Be authentic about your inauthenticities
masks

Be authentic about your inauthenticities

I felt like a fraud for the first years I taught Tantra. I pretended to be something that I wasn’t because I told myself it was what people needed to be inspired and believe I had something to offer. When I accepted myself fully with all my blockages and insecurities and started to share those in my teachings, I had more to offer and people trusted me more. I also was able to move beyond where I felt stuck because I wasn’t trying to start from some place I wasn’t.

Being a Tantra teacher wasn’t a path I chose on own initiative. I was asked to take over teaching the Tantra workshops at our center. I was still working through my own limitations and blockages around my sexuality and yet I felt that as a ‘Tantra Teacher’ I should be a fully open, orgasmic woman, so I played the part.

I portrayed a certain image of myself by not sharing the whole truth. I spoke about my pleasure, profound orgasms, and blissful states as if they were constant and flowed with ease. I didn’t share how hard it was for me to get out of my mind and into my body, that I would rather take care of my to do list than have sex, or that I felt I was only scratching the surface of my orgasmic potential. I avoided talking about what I saw as my inadequacies.

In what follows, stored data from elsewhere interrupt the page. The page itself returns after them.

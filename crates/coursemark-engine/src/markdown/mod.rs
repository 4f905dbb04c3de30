//! Renderer for the restricted markdown dialect used by text content blocks.
//!
//! Rendering runs in two phases. Each line is first classified on its own
//! ([`classify`]), then a single forward scan groups the classified lines
//! into typed [`LineEvent`]s ([`events`]). The events are folded into HTML
//! ([`html`]), with inline formatting applied to the text of each block
//! ([`inline`]). Fenced code is captured during grouping, so its contents
//! never reach the inline passes.

pub mod classify;
pub mod events;
pub mod html;
pub mod inline;
pub mod kinds;

pub use events::{Block, LineEvent};

use classify::MarkdownLineClassifier;
use events::BlockGrouper;

use crate::text::stash::strip_reserved;

/// Renders markdown to an HTML fragment. Never fails: anything the dialect
/// does not recognize comes out as escaped paragraph text.
pub fn render_markdown(markdown: &str) -> String {
    if markdown.is_empty() {
        return String::new();
    }

    let source = strip_reserved(markdown);
    html::fold(line_events(&source))
}

/// [`render_markdown`] for optional content; `None` renders as empty.
pub fn render_markdown_opt(markdown: Option<&str>) -> String {
    markdown.map(render_markdown).unwrap_or_default()
}

/// Runs the classification and grouping phases without producing HTML.
pub fn line_events(markdown: &str) -> Vec<LineEvent<'_>> {
    let classifier = MarkdownLineClassifier;
    let mut grouper = BlockGrouper::new();

    for line in markdown.lines() {
        grouper.push(classifier.classify(line));
    }

    grouper.finish()
}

It wasn’t until I attended a psycho spiritual retreat that my whole façade came crashing down and I was left just being me. I was ashamed, embarrassed, afraid of being judged, worried I would be rejected by my students and my teacher.

There was an exercise where we were to put ourselves into an orgasmic state by simply getting into our body and igniting pleasure to awaken and move through us, no genital touching or interacting with others was allowed. This could have been a fun thing to explore as I had not tried to do this intentionally before. I had spontaneously entered into orgasmic with my mind or deep breathing.  However, the other part of the exercise was that the rest of the group watched the person who was opening to their pleasure. Having spectators was to help us move through any shame we had around pleasure and sexuality.

I felt paralyzed by the possibility of not being able to enter into an orgasmic state. Most of the participants in this retreat were people from my community, people who I taught Tantra to. People who were now going to see that I was not the fully orgasmic woman I portrayed myself to be. Shame around pleasure and sexuality was not the problem; shame of living a lie and pretending to be something that I was not, had me frozen.

I thought about faking being sick and sitting out or leaving the retreat all together. I was so afraid of failing, failing to enter into orgasm. The facilitator called on me to come to the mats. I wanted to cry. I was completely in my head, consumed by fears and insecurities. My body was frozen. What if I can’t orgasm? What will they think of me? Will they judge me? Will they lose respect for me? Should I step down from teaching Tantra? Will I be asked to not teach anymore? I am so focused on what people would think, that I was not aware of how I was projecting my own inner critic onto the world around me.  

Deep orgasms are not something that we can make happen. A goal oriented mindset, pushing to make it happen is the opposite to what is needed. Entering into deep orgasmic states unfolds when we are relaxed, present, surrendered and in our body.

Needless to say, I didn’t orgasm. I probably appeared as awkward and clumsy as I felt. Every second in front of the group felt like an eternity. I was so relieved when I was told my turn was done.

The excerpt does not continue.